RECORDS SUPPLIED section start

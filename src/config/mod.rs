//! # 配置管理模块
//!
//! 提供统一的配置管理系统，支持构建器模式和链式配置
//! 严格遵循项目规范：所有配置项必须显式设置，严禁使用默认值

pub mod builders;
pub mod convenience;
pub mod core;
pub mod logging;

pub use builders::{
    DataSourceConfigBuilder, LoggingConfigBuilder, PoolConfigBuilder, RouterConfigBuilder,
};
pub use convenience::{mysql_datasource, postgres_datasource, sqlite_datasource};
pub use core::{LogLevel, LoggingConfig, RouterConfig};
pub use logging::init_logging;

RECORDS SUPPLIED section end

- **EXERCISE DESCRIPTION**
Where in the entries does the word "convenience" occur? Copy out each line that has it.

- **ANSWER BELOW**
pub mod convenience;
pub use convenience::{mysql_datasource, postgres_datasource, sqlite_datasource};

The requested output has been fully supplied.